# When to leave the bay?



## Fins2furs (Apr 2, 2012)

I pulled the trigger and bought an 18 ft center console today. I have been out on charter boats numerous times but this is my 1st center console. My question is when can I go outside relating to wave height in a 18 ft boat. I'm guessing 1-2 footers. Any advice would help. The Seapro 180 has a 90 hp yamaha if that helps. Regardless I would stay nearshore unless conditions are perfect


----------



## SouthAlabamaSlayer (Oct 13, 2011)

Make/Model would help. It all depends on the way the boat is designed. Right now I'd say 1-2 based on it being 18ft, but if it's a very deep vee like a Cape Horn I'd say 2-3.


----------



## oxbeast1210 (Jun 21, 2010)

in a couple months ill be going out in the gulf more if ur launching in the pensacola area let me know maybe we can buddy boat.
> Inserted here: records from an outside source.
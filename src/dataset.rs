//! Named-column numeric tables and feature alignment.
//!
//! A [`Dataset`] is the in-memory handoff format from the (external) data
//! provider: ordered feature names, one equally sized column of `f64` per
//! feature. The model core never reads files; it only aligns and projects
//! these tables into row-major matrices.

use std::collections::HashSet;

use log::debug;

use crate::error::{AakrError, Result};

/// A rectangular, fully numeric table with named feature columns.
///
/// Feature identity is the name; column order is preserved and meaningful
/// (it drives the deterministic intersection order used at fit time).
///
/// # Examples
///
/// ```
/// use aakr::dataset::Dataset;
///
/// let d = Dataset::from_columns(vec![
///     ("temp".into(), vec![1.0, 2.0]),
///     ("flow".into(), vec![3.0, 4.0]),
/// ]).unwrap();
///
/// assert_eq!(d.nrows(), 2);
/// assert_eq!(d.nfeatures(), 2);
/// ```
#[derive(Clone, Debug, Default)]
pub struct Dataset {
    names: Vec<String>,
    columns: Vec<Vec<f64>>,
}

impl Dataset {
    /// Builds a dataset from `(name, column)` pairs.
    ///
    /// Fails when the table is empty, a column length disagrees with the
    /// first column, or a feature name repeats.
    pub fn from_columns(pairs: Vec<(String, Vec<f64>)>) -> Result<Self> {
        if pairs.is_empty() {
            return Err(AakrError::InsufficientData(
                "dataset has no feature columns".into(),
            ));
        }
        let nrows = pairs[0].1.len();
        if nrows == 0 {
            return Err(AakrError::InsufficientData(
                "dataset has no observations".into(),
            ));
        }

        let mut seen = HashSet::with_capacity(pairs.len());
        let mut names = Vec::with_capacity(pairs.len());
        let mut columns = Vec::with_capacity(pairs.len());
        for (name, column) in pairs {
            if column.len() != nrows {
                return Err(AakrError::DimensionMismatch {
                    expected: nrows,
                    got: column.len(),
                });
            }
            if !seen.insert(name.clone()) {
                return Err(AakrError::DataAlignment(format!(
                    "duplicate feature name '{name}'"
                )));
            }
            names.push(name);
            columns.push(column);
        }

        debug!(
            "Dataset built: {} observations x {} features",
            nrows,
            names.len()
        );
        Ok(Self { names, columns })
    }

    /// Builds a dataset from row-major data plus an ordered name list.
    ///
    /// Convenience for callers that already hold observations as rows.
    pub fn from_rows(names: Vec<String>, rows: Vec<Vec<f64>>) -> Result<Self> {
        if rows.is_empty() {
            return Err(AakrError::InsufficientData(
                "dataset has no observations".into(),
            ));
        }
        let nfeat = names.len();
        for row in &rows {
            if row.len() != nfeat {
                return Err(AakrError::DimensionMismatch {
                    expected: nfeat,
                    got: row.len(),
                });
            }
        }
        let columns: Vec<Vec<f64>> = (0..nfeat)
            .map(|j| rows.iter().map(|r| r[j]).collect())
            .collect();
        Self::from_columns(names.into_iter().zip(columns).collect())
    }

    /// Number of observations (rows).
    #[inline]
    pub fn nrows(&self) -> usize {
        self.columns.first().map(|c| c.len()).unwrap_or(0)
    }

    /// Number of feature columns.
    #[inline]
    pub fn nfeatures(&self) -> usize {
        self.names.len()
    }

    /// Ordered feature names.
    #[inline]
    pub fn feature_names(&self) -> &[String] {
        &self.names
    }

    /// Column values for `name`, if present.
    pub fn column(&self, name: &str) -> Option<&[f64]> {
        self.names
            .iter()
            .position(|n| n == name)
            .map(|i| self.columns[i].as_slice())
    }

    /// Order-preserving feature intersection: this table's column order,
    /// filtered by membership in `other`. Deterministic for fixed inputs.
    pub fn intersect_features(&self, other: &Dataset) -> Vec<String> {
        let theirs: HashSet<&str> = other.names.iter().map(|n| n.as_str()).collect();
        self.names
            .iter()
            .filter(|n| theirs.contains(n.as_str()))
            .cloned()
            .collect()
    }

    /// Projects the table onto `features`, producing a row-major matrix
    /// with one row per observation and columns in `features` order.
    ///
    /// Fails when any requested feature is absent from this table.
    pub fn project(&self, features: &[String]) -> Result<Vec<Vec<f64>>> {
        let mut picked = Vec::with_capacity(features.len());
        for name in features {
            let idx = self.names.iter().position(|n| n == name).ok_or_else(|| {
                AakrError::DataAlignment(format!("feature '{name}' missing from table"))
            })?;
            picked.push(idx);
        }

        let nrows = self.nrows();
        let rows = (0..nrows)
            .map(|r| picked.iter().map(|&j| self.columns[j][r]).collect())
            .collect();
        Ok(rows)
    }

    /// New dataset keeping only the observations at `indices`, in order.
    /// Used by the fold partitioner.
    ///
    /// # Panics
    ///
    /// Panics on out-of-range indices.
    pub fn select_rows(&self, indices: &[usize]) -> Dataset {
        let columns = self
            .columns
            .iter()
            .map(|col| indices.iter().map(|&i| col[i]).collect())
            .collect();
        Dataset {
            names: self.names.clone(),
            columns,
        }
    }
}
Sent from samsung Galaxy note using Forum Runner


----------



## MathGeek (Mar 31, 2012)

The waves won't kill you, overconfidence will kill you. I've been out in the Gulf in a 16 ft v hulled Alumacraft, but not very far from a pass where I can run back to calm water if things get iffy, and my kids are very well trained and can obey all instructions to get their weight low and not panic if things get tough. I've also got twin outboards on the boat and many years of experience with a small boat in open water. I'd rather be in my 16 ft v hulled alumacraft with twin Nissan motors where I've been in charge of the maintenance history than a 18-20 ft center console bay boat with an unknown history. Lots of things can go wrong on the water, and if t-storms appear on the horizon, you need to get back to protected water quickly. A battery or other failure of the engine to start is big trouble.

Maintenance is very important. Fuel and drinking water are very important. Life vests, communications devices, and other safety gear is very important. Sobriety and fire safety are very important (no smoking). 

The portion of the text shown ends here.